» **Work request**
Please copy every line from the following entries in which the word "HtmlElement" appears.

» **Data to process**
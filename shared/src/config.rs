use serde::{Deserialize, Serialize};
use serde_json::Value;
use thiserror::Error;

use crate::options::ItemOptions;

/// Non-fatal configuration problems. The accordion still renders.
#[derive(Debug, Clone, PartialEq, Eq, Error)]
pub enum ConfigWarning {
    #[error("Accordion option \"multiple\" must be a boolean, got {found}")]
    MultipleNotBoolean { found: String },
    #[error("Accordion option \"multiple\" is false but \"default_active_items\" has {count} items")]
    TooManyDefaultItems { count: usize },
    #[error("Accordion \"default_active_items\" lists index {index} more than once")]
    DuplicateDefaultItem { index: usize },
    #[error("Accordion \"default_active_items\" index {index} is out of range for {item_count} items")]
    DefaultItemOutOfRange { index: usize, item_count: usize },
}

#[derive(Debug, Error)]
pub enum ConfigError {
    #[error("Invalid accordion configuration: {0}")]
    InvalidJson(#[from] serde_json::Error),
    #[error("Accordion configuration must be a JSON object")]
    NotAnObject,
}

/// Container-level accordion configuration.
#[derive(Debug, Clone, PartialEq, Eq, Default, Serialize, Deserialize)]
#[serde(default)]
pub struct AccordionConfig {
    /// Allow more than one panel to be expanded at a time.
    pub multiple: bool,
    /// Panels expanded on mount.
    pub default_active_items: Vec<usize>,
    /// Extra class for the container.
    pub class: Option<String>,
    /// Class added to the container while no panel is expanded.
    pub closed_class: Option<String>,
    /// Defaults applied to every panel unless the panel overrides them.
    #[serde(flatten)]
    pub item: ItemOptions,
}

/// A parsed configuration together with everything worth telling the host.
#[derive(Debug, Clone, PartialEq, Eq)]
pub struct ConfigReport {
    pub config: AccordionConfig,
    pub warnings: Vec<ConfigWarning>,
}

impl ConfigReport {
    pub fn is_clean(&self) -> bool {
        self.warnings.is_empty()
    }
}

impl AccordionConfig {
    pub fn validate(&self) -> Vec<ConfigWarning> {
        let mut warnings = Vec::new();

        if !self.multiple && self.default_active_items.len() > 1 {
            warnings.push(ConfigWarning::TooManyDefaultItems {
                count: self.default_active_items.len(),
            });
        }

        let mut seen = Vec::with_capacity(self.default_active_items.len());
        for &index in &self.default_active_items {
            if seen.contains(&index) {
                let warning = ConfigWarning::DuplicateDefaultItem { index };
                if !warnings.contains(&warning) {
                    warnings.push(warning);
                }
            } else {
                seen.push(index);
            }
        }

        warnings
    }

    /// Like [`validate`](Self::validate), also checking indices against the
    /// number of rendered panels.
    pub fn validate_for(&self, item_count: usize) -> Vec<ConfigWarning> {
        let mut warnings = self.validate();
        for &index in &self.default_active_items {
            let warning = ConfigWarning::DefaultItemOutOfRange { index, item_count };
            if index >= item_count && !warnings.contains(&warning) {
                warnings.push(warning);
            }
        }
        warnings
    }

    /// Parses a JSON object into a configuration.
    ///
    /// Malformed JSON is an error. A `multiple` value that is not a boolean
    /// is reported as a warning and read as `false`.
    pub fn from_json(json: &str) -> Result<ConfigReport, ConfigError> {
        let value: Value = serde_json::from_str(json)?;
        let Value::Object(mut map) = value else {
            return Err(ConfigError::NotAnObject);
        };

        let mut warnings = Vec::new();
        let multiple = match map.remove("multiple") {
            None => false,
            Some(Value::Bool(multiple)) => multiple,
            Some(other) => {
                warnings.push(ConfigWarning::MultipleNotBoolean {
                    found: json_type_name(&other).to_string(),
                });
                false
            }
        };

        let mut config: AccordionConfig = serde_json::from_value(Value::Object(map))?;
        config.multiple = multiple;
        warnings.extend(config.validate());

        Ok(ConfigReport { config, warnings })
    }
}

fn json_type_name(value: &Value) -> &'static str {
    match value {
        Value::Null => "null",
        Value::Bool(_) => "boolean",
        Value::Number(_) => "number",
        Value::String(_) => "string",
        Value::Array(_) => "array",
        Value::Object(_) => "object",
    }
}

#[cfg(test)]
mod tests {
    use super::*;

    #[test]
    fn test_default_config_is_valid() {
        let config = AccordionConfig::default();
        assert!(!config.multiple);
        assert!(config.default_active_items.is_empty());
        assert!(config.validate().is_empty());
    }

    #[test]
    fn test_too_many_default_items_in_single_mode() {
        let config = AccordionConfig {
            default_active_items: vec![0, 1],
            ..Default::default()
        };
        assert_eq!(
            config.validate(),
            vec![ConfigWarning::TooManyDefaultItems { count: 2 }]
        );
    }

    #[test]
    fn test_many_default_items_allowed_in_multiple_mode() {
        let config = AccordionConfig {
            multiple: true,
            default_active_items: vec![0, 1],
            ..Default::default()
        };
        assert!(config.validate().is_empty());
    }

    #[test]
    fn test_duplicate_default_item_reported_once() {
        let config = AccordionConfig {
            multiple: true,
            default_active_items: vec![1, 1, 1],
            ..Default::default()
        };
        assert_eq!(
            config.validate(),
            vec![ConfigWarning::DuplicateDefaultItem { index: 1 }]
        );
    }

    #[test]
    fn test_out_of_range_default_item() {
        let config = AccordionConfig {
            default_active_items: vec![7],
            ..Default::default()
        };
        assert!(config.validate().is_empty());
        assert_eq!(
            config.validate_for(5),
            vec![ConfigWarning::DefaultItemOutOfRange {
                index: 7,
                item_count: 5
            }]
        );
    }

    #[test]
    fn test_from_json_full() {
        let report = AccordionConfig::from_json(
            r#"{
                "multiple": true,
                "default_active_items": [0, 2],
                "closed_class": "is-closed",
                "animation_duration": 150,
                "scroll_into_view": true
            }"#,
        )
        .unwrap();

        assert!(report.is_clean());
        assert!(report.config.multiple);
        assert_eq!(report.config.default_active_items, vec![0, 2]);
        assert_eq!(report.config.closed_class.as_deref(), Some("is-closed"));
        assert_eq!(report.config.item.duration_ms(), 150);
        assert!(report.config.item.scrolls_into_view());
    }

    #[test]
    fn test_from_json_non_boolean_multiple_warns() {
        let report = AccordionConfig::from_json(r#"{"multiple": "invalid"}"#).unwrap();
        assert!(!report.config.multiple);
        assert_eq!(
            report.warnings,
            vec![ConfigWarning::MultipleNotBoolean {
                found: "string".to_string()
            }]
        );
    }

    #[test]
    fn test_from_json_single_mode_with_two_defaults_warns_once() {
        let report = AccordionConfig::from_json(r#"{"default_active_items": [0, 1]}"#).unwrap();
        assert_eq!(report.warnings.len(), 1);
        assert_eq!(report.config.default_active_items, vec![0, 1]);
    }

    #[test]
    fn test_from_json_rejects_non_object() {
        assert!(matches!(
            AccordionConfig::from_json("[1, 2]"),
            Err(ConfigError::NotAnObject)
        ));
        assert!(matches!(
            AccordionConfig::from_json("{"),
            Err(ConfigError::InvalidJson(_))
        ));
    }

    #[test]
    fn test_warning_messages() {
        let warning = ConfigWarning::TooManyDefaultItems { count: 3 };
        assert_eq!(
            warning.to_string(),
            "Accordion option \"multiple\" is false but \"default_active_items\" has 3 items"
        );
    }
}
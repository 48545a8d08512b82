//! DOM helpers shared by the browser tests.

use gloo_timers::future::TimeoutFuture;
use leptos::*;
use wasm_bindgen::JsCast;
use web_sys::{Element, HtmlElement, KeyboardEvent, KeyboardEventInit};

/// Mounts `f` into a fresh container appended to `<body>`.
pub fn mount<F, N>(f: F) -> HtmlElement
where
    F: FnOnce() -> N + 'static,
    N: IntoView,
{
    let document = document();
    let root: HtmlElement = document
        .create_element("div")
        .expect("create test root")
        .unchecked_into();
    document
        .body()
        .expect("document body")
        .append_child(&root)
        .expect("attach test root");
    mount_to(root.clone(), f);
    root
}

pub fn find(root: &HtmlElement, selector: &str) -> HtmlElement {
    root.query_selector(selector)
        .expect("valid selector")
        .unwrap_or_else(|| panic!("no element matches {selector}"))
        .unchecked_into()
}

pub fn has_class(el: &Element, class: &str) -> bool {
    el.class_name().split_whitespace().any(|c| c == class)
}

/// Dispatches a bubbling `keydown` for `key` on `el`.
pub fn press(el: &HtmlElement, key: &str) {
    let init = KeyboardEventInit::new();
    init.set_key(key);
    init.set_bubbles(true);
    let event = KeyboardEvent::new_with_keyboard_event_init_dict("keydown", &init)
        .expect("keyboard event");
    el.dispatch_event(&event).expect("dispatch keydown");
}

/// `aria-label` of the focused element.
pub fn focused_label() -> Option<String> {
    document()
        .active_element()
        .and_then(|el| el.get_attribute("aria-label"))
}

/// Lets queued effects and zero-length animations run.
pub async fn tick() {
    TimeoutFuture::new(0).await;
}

» **Result of this task**
use web_sys::{Element, HtmlElement, KeyboardEvent, KeyboardEventInit};
pub fn mount<F, N>(f: F) -> HtmlElement
    let root: HtmlElement = document
pub fn find(root: &HtmlElement, selector: &str) -> HtmlElement {
pub fn press(el: &HtmlElement, key: &str) {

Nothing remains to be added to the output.